How he couldn't bring himself to jump — but oh how they wished he would. How he'd roam the hallways seemingly there, but not there. He was alive, yes, but oh how they wished he weren't.

And he wished the same.

Soon, people would sometimes hear him say, and they'd cheer to themselves because what he was doing — and what he was — was not right. They could not accept it. No boy should be attracted to another boy.

We thought he had actually done it one day — actually killed himself — and we were happy. Happy because his sins that tainted and disgraced us died with him. But I was happy because if he was gone, there was no temptation. It was wrong, I know, I couldn't be like him.

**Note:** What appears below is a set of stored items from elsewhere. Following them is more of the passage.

//! Per-side currency balances and the summon cost curve.

use lucky_defense_core::DataProvider;
use serde::Deserialize;
use thiserror::Error;

/// Number of summon counts resolved against the data provider up front.
const COST_HORIZON: usize = 1024;

/// Tuning shared by both sides' economies.
#[derive(Clone, Copy, Debug, PartialEq, Eq, Deserialize)]
#[serde(default)]
pub struct EconomyConfig {
    /// Gems each side starts with.
    pub starting_gem: u32,
    /// Unit cap reported to observers; not enforced.
    pub max_units: u32,
    /// Gold credited for a regular kill.
    pub kill_gold: u32,
    /// Gems credited for a boss kill.
    pub boss_gems: u32,
}

impl Default for EconomyConfig {
    fn default() -> Self {
        Self {
            starting_gem: 0,
            max_units: 25,
            kill_gold: 2,
            boss_gems: 2,
        }
    }
}

/// Reasons a ledger debit may be rejected.
#[derive(Clone, Copy, Debug, PartialEq, Eq, Hash, Error)]
pub enum LedgerError {
    /// Not enough gold.
    #[error("insufficient gold: {required} required, {available} available")]
    InsufficientGold {
        /// Amount requested.
        required: u32,
        /// Amount held.
        available: u32,
    },
    /// Not enough gems.
    #[error("insufficient gems: {required} required, {available} available")]
    InsufficientGems {
        /// Amount requested.
        required: u32,
        /// Amount held.
        available: u32,
    },
}

/// Gold cost of the next summon as a function of previous summons.
///
/// Costs are clamped to their running maximum so the curve never decreases,
/// even when the underlying table does.
#[derive(Clone, Debug, PartialEq, Eq)]
pub struct SummonCostCurve {
    prefix: Vec<u32>,
}

impl SummonCostCurve {
    /// Resolves the curve from the provider's summon cost table.
    #[must_use]
    pub fn from_provider(provider: &dyn DataProvider) -> Self {
        let mut prefix = Vec::with_capacity(COST_HORIZON);
        let mut running = 0u32;
        for summon_count in 0..COST_HORIZON as u32 {
            running = running.max(provider.summon_cost(summon_count));
            prefix.push(running);
        }
        Self { prefix }
    }

    /// Cost of the summon following `summon_count` previous summons.
    #[must_use]
    pub fn cost(&self, summon_count: u32) -> u32 {
        let index = summon_count as usize;
        if let Some(cost) = self.prefix.get(index) {
            return *cost;
        }
        let linear = summon_count.saturating_mul(10).saturating_add(10);
        self.prefix.last().copied().unwrap_or(0).max(linear)
    }
}

/// Currency balances and summon bookkeeping for one side.
#[derive(Clone, Copy, Debug, PartialEq, Eq)]
pub struct EconomyLedger {
    gold: u32,
    gem: u32,
    summon_count: u32,
    max_units: u32,
    next_cost: u32,
}

impl EconomyLedger {
    /// Creates a ledger with the provided opening balances.
    #[must_use]
    pub const fn new(gold: u32, gem: u32, max_units: u32, next_cost: u32) -> Self {
        Self {
            gold,
            gem,
            summon_count: 0,
            max_units,
            next_cost,
        }
    }

    /// Gold held.
    #[must_use]
    pub const fn gold(&self) -> u32 {
        self.gold
    }

    /// Gems held.
    #[must_use]
    pub const fn gem(&self) -> u32 {
        self.gem
    }

    /// Number of successful summons so far.
    #[must_use]
    pub const fn summon_count(&self) -> u32 {
        self.summon_count
    }

    /// Unit cap reported to observers.
    #[must_use]
    pub const fn max_units(&self) -> u32 {
        self.max_units
    }

    /// Gold cost of the next summon.
    #[must_use]
    pub const fn next_cost(&self) -> u32 {
        self.next_cost
    }

    /// Spends gold for a summon, bumps the counter and stores the following cost.
    pub fn pay_for_summon(&mut self, curve: &SummonCostCurve) -> Result<u32, LedgerError> {
        let cost = curve.cost(self.summon_count);
        self.spend_gold(cost)?;
        self.summon_count = self.summon_count.saturating_add(1);
        self.next_cost = curve.cost(self.summon_count);
        Ok(cost)
    }

    /// Removes gold, rejecting the debit when the balance is too small.
    pub fn spend_gold(&mut self, amount: u32) -> Result<(), LedgerError> {
        self.gold = self
            .gold
            .checked_sub(amount)
            .ok_or(LedgerError::InsufficientGold {
                required: amount,
                available: self.gold,
            })?;
        Ok(())
    }

    /// Removes gems, rejecting the debit when the balance is too small.
    pub fn spend_gems(&mut self, amount: u32) -> Result<(), LedgerError> {
        self.gem = self
            .gem
            .checked_sub(amount)
            .ok_or(LedgerError::InsufficientGems {
                required: amount,
                available: self.gem,
            })?;
        Ok(())
    }

    /// Adds gold.
    pub fn credit_gold(&mut self, amount: u32) {
        self.gold = self.gold.saturating_add(amount);
    }

    /// Adds gems.
    pub fn credit_gems(&mut self, amount: u32) {
        self.gem = self.gem.saturating_add(amount);
    }
}
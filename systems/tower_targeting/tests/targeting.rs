use lucky_defense_core::{ChaChaSource, EnemyContact, EnemyId, Position, TargetType};
use lucky_defense_system_tower_targeting::TowerTargeting;

const POLICIES: [TargetType; 4] = [
    TargetType::Nearest,
    TargetType::Farthest,
    TargetType::LowestHp,
    TargetType::HighestHp,
];

#[test]
fn selection_is_independent_of_contact_order() {
    let contacts = vec![
        contact(1, (1.0, 1.0), 30.0),
        contact(2, (-1.0, 1.0), 30.0),
        contact(3, (0.0, 2.5), 80.0),
        contact(4, (2.5, 0.0), 80.0),
        contact(5, (0.5, 0.0), 5.0),
    ];
    let origin = Position::new(0.0, 0.0);
    let mut targeting = TowerTargeting::new();
    let mut rng = ChaChaSource::from_seed(1);

    for policy in POLICIES {
        let expected = targeting.select(policy, origin, &contacts, &mut rng);
        for rotation in 1..contacts.len() {
            let mut rotated = contacts.clone();
            rotated.rotate_left(rotation);
            let mut reversed = rotated.clone();
            reversed.reverse();

            assert_eq!(
                targeting.select(policy, origin, &rotated, &mut rng),
                expected,
                "{policy:?} depends on rotation {rotation}"
            );
            assert_eq!(
                targeting.select(policy, origin, &reversed, &mut rng),
                expected,
                "{policy:?} depends on reversed rotation {rotation}"
            );
        }
    }
}

#[test]
fn random_policy_only_returns_supplied_contacts() {
    let contacts = vec![
        contact(11, (1.0, 0.0), 10.0),
        contact(12, (2.0, 0.0), 10.0),
        contact(13, (3.0, 0.0), 10.0),
    ];
    let mut targeting = TowerTargeting::new();
    let mut rng = ChaChaSource::from_seed(99);
    let mut seen = [false; 3];

    for _ in 0..200 {
        let chosen = targeting
            .select(TargetType::Random, Position::new(0.0, 0.0), &contacts, &mut rng)
            .expect("contacts are not empty");
        let index = (chosen.get() - 11) as usize;
        assert!(index < 3, "unexpected target {chosen:?}");
        seen[index] = true;
    }

    assert!(seen.iter().all(|hit| *hit), "every contact should be sampled");
}

fn contact(id: u32, position: (f32, f32), health: f32) -> EnemyContact {
    EnemyContact {
        id: EnemyId::new(id),
        position: Position::new(position.0, position.1),
        health,
    }
}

That day, the people who had never spoken to him, spoke like they knew him. How they knew he was a good kid, just lost. That's what they'd say — just lost.

But I was lost too — confused. I wasn't like Jonas. I wasn't like that.

The next day, he walked through the double doors and the school went ballistic. Harsh words and shoves accompanied him down the hall. I never participated, but I did nothing to stop it. I wasn't like him.

Go do it, they said, see if we care.

He stood up in the middle of lunch that day and immediately, all eyes turned to him. The courage on his face made me want to be like him in that moment. But I wasn't like him, and soon, I'd realized I never would be.

"I won't ask for your acceptance," He shouted, a look of pure annoyance on his face. "But I wont take your disrespect."

A murmur had established itself among the students.

He cleared his throat, "I'm gay." His eyes sweep over the crowd, not staying on anyone to long. "I'm not confused or lost — I am gay."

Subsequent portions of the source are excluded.